El 9 de diciembre de 2001, el New York Times publicaba un artículo firmado por Lawrence Osborne titulado «The Year in Ideas: A to Z», o sea, «El año en ideas: de la A a la Z». En la letra S se hablaba de Slow Food. No era la primera vez que el célebre periódico estadounidense se ocupaba de nosotros. En efecto, justo alrededor del año 2000 habían recurrido a un interesante neologismo para describirnos: un movimiento de eco-gastrónomos. Alrededor de un año después de que la cabecera acuñara ese nuevo término, Osborne probaba a describirnos así:

El movimiento Slow Food, que ahora empieza a aterrizar también en Estados Unidos, es la versión gastronómica de Greenpeace: una voluntad inconformista que se propone salvaguardar aquellos alimentos no industriales cuya preparación requiere una gran inversión de tiempo, evitando que terminen expulsados del mapa culinario. Además, al igual que el activismo anti-OMC (Organización Mundial del Comercio), el movimiento es una protesta en contra de la globalización, si bien el activismo de Slow Food no adquiere la forma de manifestaciones en las plazas. Muy al contrario, los activistas están invitados a degustar coles ecológicas y a disertar acerca de las bondades de la trufa en sus cocinas. Nunca antes protestar había sido tan divertido.

Todavía hoy el texto me hace sonreír. Capta ciertos elementos interesantes propios de Slow Food, pero induce a cometer algunos errores de valoración un poco ingenuos. A estas alturas, ya me he acostumbrado al hecho de que, cuando uno decide considerar la gastronomía como una ciencia igual de compleja que el mundo, lo más probable es que sus acciones y pensamientos acaben siendo malinterpretados o malentendidos. Las posibilidades de que esto ocurra son aún mayores si quien juzga ni siquiera intenta, por su formación y forma mentis, comprender toda la complejidad relacionada con la comida. En las palabras aparecidas en el New York Times se habla al mismo tiempo de rebelión, protesta y entretenimiento. De gusto y de activismo. Y aunque este es ya un elemento interesante, que en parte da en el blanco, el conjunto está impregnado de un tono algo pagado de sí mismo y habla del movimiento casi como si fuese una extravagancia propia de tiempos globales y posmodernos. Una especie de objeto misterioso que se mira con cierta simpatía, como diciendo: «A ver hasta dónde llegan estos locos».

Osborne escribe que Slow Food está en contra de la globalización, confundiendo nuestro interés por los territorios y por la promoción de una escala económica local con algo incompatible con la mundialización.
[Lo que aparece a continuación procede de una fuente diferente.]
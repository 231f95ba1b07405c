//! Format importers that drive a [`Collector`].
//!
//! Importers are the upstream side of the collector: they read a file, turn
//! it into open/close/insert calls, and leave structural repair to the
//! collector.

mod palmdoc;
mod text;

pub use palmdoc::{PalmDocImporter, decompress};
pub use text::{ParagraphBreak, TextConfig, TextImporter, decode_text};

use std::path::Path;

use crate::collect::Collector;
use crate::error::Result;
use crate::props::PropertyList;
use crate::sink::DocumentSink;

/// A parsed input document that can replay itself into a collector.
pub trait Importer {
    /// Document metadata passed to the sink's `start_document`.
    fn metadata(&self) -> &PropertyList;

    /// Feed the whole document to `collector`.
    fn import(&self, collector: &mut Collector) -> Result<()>;
}

/// Input formats known to [`open`].
#[derive(Debug, Clone, Copy, PartialEq, Eq)]
pub enum Format {
    Text,
    PalmDoc,
}

impl Format {
    /// Detect format from file extension.
    pub fn from_path(path: &Path) -> Self {
        let ext = path
            .extension()
            .and_then(|e| e.to_str())
            .map(|e| e.to_ascii_lowercase());
        match ext.as_deref() {
            Some("pdb" | "prc") => Format::PalmDoc,
            _ => Format::Text,
        }
    }
}

/// Open a file with the importer for its extension.
pub fn open(path: &Path, config: TextConfig) -> Result<Box<dyn Importer>> {
    let importer: Box<dyn Importer> = match Format::from_path(path) {
        Format::PalmDoc => Box::new(PalmDocImporter::open(path, config)?),
        Format::Text => Box::new(TextImporter::open(path, config)?),
    };
    Ok(importer)
}

/// Run an importer through a fresh collector into `sink`.
pub fn convert<S: DocumentSink + ?Sized>(importer: &dyn Importer, sink: &mut S) -> Result<()> {
    let mut collector = Collector::new();
    importer.import(&mut collector)?;
    collector.finish(sink)
}

#[cfg(test)]
mod tests {
    use super::*;

    #[test]
    fn test_format_from_path() {
        assert_eq!(Format::from_path(Path::new("book.PDB")), Format::PalmDoc);
        assert_eq!(Format::from_path(Path::new("a/b.prc")), Format::PalmDoc);
        assert_eq!(Format::from_path(Path::new("notes.txt")), Format::Text);
        assert_eq!(Format::from_path(Path::new("README")), Format::Text);
    }
}
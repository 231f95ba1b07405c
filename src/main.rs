//! folio - normalize a text or PalmDoc file into a flow document

use std::fs;
use std::path::Path;
use std::process::ExitCode;

use clap::{Parser, ValueEnum};

use folio::import::{self, ParagraphBreak, TextConfig};
use folio::sink::{HtmlConfig, HtmlSink, RawSink, RecordingSink};

#[derive(Clone, Copy, Debug, ValueEnum)]
enum OutputFormat {
    /// Indented trace of sink calls
    Raw,
    /// XHTML document
    Html,
    /// Sink calls as JSON
    Events,
}

#[derive(Parser)]
#[command(name = "folio")]
#[command(version, about = "Normalize documents into a balanced flow structure", long_about = None)]
#[command(after_help = "EXAMPLES:
    folio notes.txt                    Print the raw event trace
    folio book.pdb book.html -f html   Convert a PalmDoc e-book to XHTML
    folio notes.txt -f events -b       Dump JSON events, blank-line paragraphs")]
struct Cli {
    /// Input file (.pdb/.prc for PalmDoc, anything else is read as text)
    #[arg(value_name = "INPUT")]
    input: String,

    /// Output file (defaults to stdout)
    #[arg(value_name = "OUTPUT")]
    output: Option<String>,

    /// Output format
    #[arg(short, long, value_enum, default_value_t = OutputFormat::Raw)]
    format: OutputFormat,

    /// Input encoding label (e.g. utf-8, windows-1252, iso-8859-2)
    #[arg(short, long)]
    encoding: Option<String>,

    /// Separate paragraphs by blank lines instead of newlines
    #[arg(short, long)]
    blank_lines: bool,

    /// Suppress status messages
    #[arg(short, long)]
    quiet: bool,
}

fn main() -> ExitCode {
    let cli = Cli::parse();

    match run(&cli) {
        Ok(()) => ExitCode::SUCCESS,
        Err(e) => {
            eprintln!("error: {e}");
            ExitCode::FAILURE
        }
    }
}

fn run(cli: &Cli) -> Result<(), String> {
    let mut config = TextConfig {
        paragraphs: if cli.blank_lines {
            ParagraphBreak::BlankLine
        } else {
            ParagraphBreak::Line
        },
        ..TextConfig::default()
    };
    if let Some(label) = &cli.encoding {
        config = config
            .with_encoding_label(label)
            .ok_or_else(|| format!("unknown encoding: {label}"))?;
    }

    let importer = import::open(Path::new(&cli.input), config).map_err(|e| e.to_string())?;

    let rendered = match cli.format {
        OutputFormat::Raw => {
            let mut sink = RawSink::new();
            import::convert(importer.as_ref(), &mut sink).map_err(|e| e.to_string())?;
            sink.into_string()
        }
        OutputFormat::Html => {
            let mut sink = HtmlSink::with_config(HtmlConfig::default());
            import::convert(importer.as_ref(), &mut sink).map_err(|e| e.to_string())?;
            sink.into_string()
        }
        OutputFormat::Events => {
            let mut sink = RecordingSink::new();
            import::convert(importer.as_ref(), &mut sink).map_err(|e| e.to_string())?;
            serde_json::to_string_pretty(sink.events()).map_err(|e| e.to_string())?
        }
    };

    match &cli.output {
        Some(path) => {
            fs::write(path, rendered).map_err(|e| e.to_string())?;
            if !cli.quiet {
                eprintln!("Wrote {} -> {path}", cli.input);
            }
        }
        None => print!("{rendered}"),
    }

    Ok(())
}
//! Debugging sink that prints one indented line per call.

use std::fmt::Write;

use crate::props::PropertyList;

use super::DocumentSink;

/// Configuration for [`RawSink`].
#[derive(Debug, Clone)]
pub struct RawConfig {
    /// Spaces per nesting level.
    pub indent: usize,
    /// Print property lists after open calls.
    pub show_properties: bool,
}

impl Default for RawConfig {
    fn default() -> Self {
        Self {
            indent: 2,
            show_properties: true,
        }
    }
}

/// Renders the event stream as an indented trace.
///
/// Also checks nesting: every close must match the innermost open. Problems
/// are reported inline as `!! ...` lines and counted.
#[derive(Debug, Default)]
pub struct RawSink {
    config: RawConfig,
    out: String,
    stack: Vec<&'static str>,
    errors: usize,
}

impl RawSink {
    pub fn new() -> Self {
        Self::with_config(RawConfig::default())
    }

    pub fn with_config(config: RawConfig) -> Self {
        Self {
            config,
            out: String::new(),
            stack: Vec::new(),
            errors: 0,
        }
    }

    pub fn as_str(&self) -> &str {
        &self.out
    }

    pub fn into_string(self) -> String {
        self.out
    }

    /// Whether every open was closed in order.
    pub fn is_balanced(&self) -> bool {
        self.errors == 0 && self.stack.is_empty()
    }

    fn line(&mut self, text: &str) {
        let width = self.stack.len() * self.config.indent;
        let _ = writeln!(self.out, "{:width$}{text}", "");
    }

    fn open(&mut self, element: &'static str, props: &PropertyList) {
        if self.config.show_properties && !props.is_empty() {
            self.line(&format!("open_{element}({props})"));
        } else {
            self.line(&format!("open_{element}"));
        }
        self.stack.push(element);
    }

    fn close(&mut self, element: &'static str) {
        match self.stack.pop() {
            Some(open) if open == element => {}
            Some(open) => {
                self.errors += 1;
                self.line(&format!("!! close_{element} while {open} is open"));
            }
            None => {
                self.errors += 1;
                self.line(&format!("!! close_{element} with nothing open"));
            }
        }
        self.line(&format!("close_{element}"));
    }

    fn leaf(&mut self, name: &str, props: &PropertyList) {
        if self.config.show_properties && !props.is_empty() {
            self.line(&format!("{name}({props})"));
        } else {
            self.line(name);
        }
    }
}

impl DocumentSink for RawSink {
    fn start_document(&mut self, metadata: &PropertyList) {
        self.open("document", metadata);
    }

    fn end_document(&mut self) {
        self.close("document");
    }

    fn open_page_span(&mut self, props: &PropertyList) {
        self.open("page_span", props);
    }

    fn close_page_span(&mut self) {
        self.close("page_span");
    }

    fn open_header(&mut self, props: &PropertyList) {
        self.open("header", props);
    }

    fn close_header(&mut self) {
        self.close("header");
    }

    fn open_footer(&mut self, props: &PropertyList) {
        self.open("footer", props);
    }

    fn close_footer(&mut self) {
        self.close("footer");
    }

    fn open_footnote(&mut self, props: &PropertyList) {
        self.open("footnote", props);
    }

    fn close_footnote(&mut self) {
        self.close("footnote");
    }

    fn open_paragraph(&mut self, props: &PropertyList) {
        self.open("paragraph", props);
    }

    fn close_paragraph(&mut self) {
        self.close("paragraph");
    }

    fn open_span(&mut self, props: &PropertyList) {
        self.open("span", props);
    }

    fn close_span(&mut self) {
        self.close("span");
    }

    fn open_link(&mut self, props: &PropertyList) {
        self.open("link", props);
    }

    fn close_link(&mut self) {
        self.close("link");
    }

    fn open_ordered_list(&mut self, props: &PropertyList) {
        self.open("ordered_list", props);
    }

    fn close_ordered_list(&mut self) {
        self.close("ordered_list");
    }

    fn open_unordered_list(&mut self, props: &PropertyList) {
        self.open("unordered_list", props);
    }

    fn close_unordered_list(&mut self) {
        self.close("unordered_list");
    }

    fn open_list_element(&mut self, props: &PropertyList) {
        self.open("list_element", props);
    }

    fn close_list_element(&mut self) {
        self.close("list_element");
    }

    fn open_table(&mut self, props: &PropertyList) {
        self.open("table", props);
    }

    fn close_table(&mut self) {
        self.close("table");
    }

    fn open_table_row(&mut self, props: &PropertyList) {
        self.open("table_row", props);
    }

    fn close_table_row(&mut self) {
        self.close("table_row");
    }

    fn open_table_cell(&mut self, props: &PropertyList) {
        self.open("table_cell", props);
    }

    fn close_table_cell(&mut self) {
        self.close("table_cell");
    }

    fn insert_covered_table_cell(&mut self, props: &PropertyList) {
        self.leaf("insert_covered_table_cell", props);
    }

    fn insert_text(&mut self, text: &str) {
        self.line(&format!("insert_text({text:?})"));
    }

    fn insert_space(&mut self) {
        self.line("insert_space");
    }

    fn insert_tab(&mut self) {
        self.line("insert_tab");
    }

    fn insert_line_break(&mut self) {
        self.line("insert_line_break");
    }

    fn insert_binary_object(&mut self, props: &PropertyList) {
        self.leaf("insert_binary_object", props);
    }

    fn insert_equation(&mut self, props: &PropertyList) {
        self.leaf("insert_equation", props);
    }
}

#[cfg(test)]
mod tests {
    use super::*;

    #[test]
    fn test_indented_trace() {
        let mut sink = RawSink::new();
        sink.start_document(&PropertyList::new());
        sink.open_paragraph(&PropertyList::new().with("fo:margin-left", "1in"));
        sink.insert_text("hi");
        sink.close_paragraph();
        sink.end_document();

        assert!(sink.is_balanced());
        assert_eq!(
            sink.into_string(),
            "open_document\n  open_paragraph(fo:margin-left: 1in)\n    insert_text(\"hi\")\n  close_paragraph\nclose_document\n"
        );
    }

    #[test]
    fn test_mismatched_close_reported() {
        let mut sink = RawSink::with_config(RawConfig {
            indent: 1,
            show_properties: false,
        });
        sink.open_span(&PropertyList::new());
        sink.close_paragraph();

        assert!(!sink.is_balanced());
        assert!(sink.as_str().contains("!! close_paragraph while span is open"));
    }
}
Falso. Habla de disertar acerca de las bondades de la trufa en la cocina, confundiendo el enfoque característico de los Laboratorios del Gusto con un jueguecito alrededor de cuestiones marginales de la existencia. Falso de nuevo. Emplea como ejemplo las coles ecológicas porque en Estados Unidos, justo en aquella época, estaba emergiendo con fuerza una red de productores y consumidores defensores de lo organic, de la producción ecológica (una experiencia que, a pesar de rozar la obsesión en algunos casos extremos, no deja de ser otra forma importante de liberación, que hoy ha alcanzado dimensiones impensables, hasta el punto de cambiar profundamente la dieta de millones de estadounidenses; más adelante volveremos sobre esto). Osborne alude a una preferencia por los alimentos no industriales —non-processed, en inglés—, con lo que parece sugerir una cierta inclinación por lo natural y habla de un sentimiento de animadversión hacia cualquier alimento procesado. Pero esto solo es verdad en parte. La referencia a la «gran inversión de tiempo», además, es consecuencia directa de una forma de pensar mecanicista, esquemática y que considera que un alimento se puede valorar en función del tiempo empleado en prepararlo, transformarlo y consumirlo. No por casualidad, cuando íbamos al extranjero para promover Slow Food en los países no anglófonos, al principio una de las preguntas más recurrentes era: «Pero ¿qué hacéis en Slow Food? ¿Os pasáis horas sentados a la mesa? ¿Usáis solo largas y complicadas recetas?». Es cierto que, si lo traducimos de forma literal —alimentation lente, manger lentement, comida lenta, cibo lento—, el nombre puede desorientar. Por aquel entonces esto era algo que yo consideraba positivo: así no solo no nos encasillaban como una mera contraposición al fast food, sino que además despertábamos la curiosidad y quedaba un margen para trabajar en un concepto diferente de comida y en una nueva ciencia gastronómica.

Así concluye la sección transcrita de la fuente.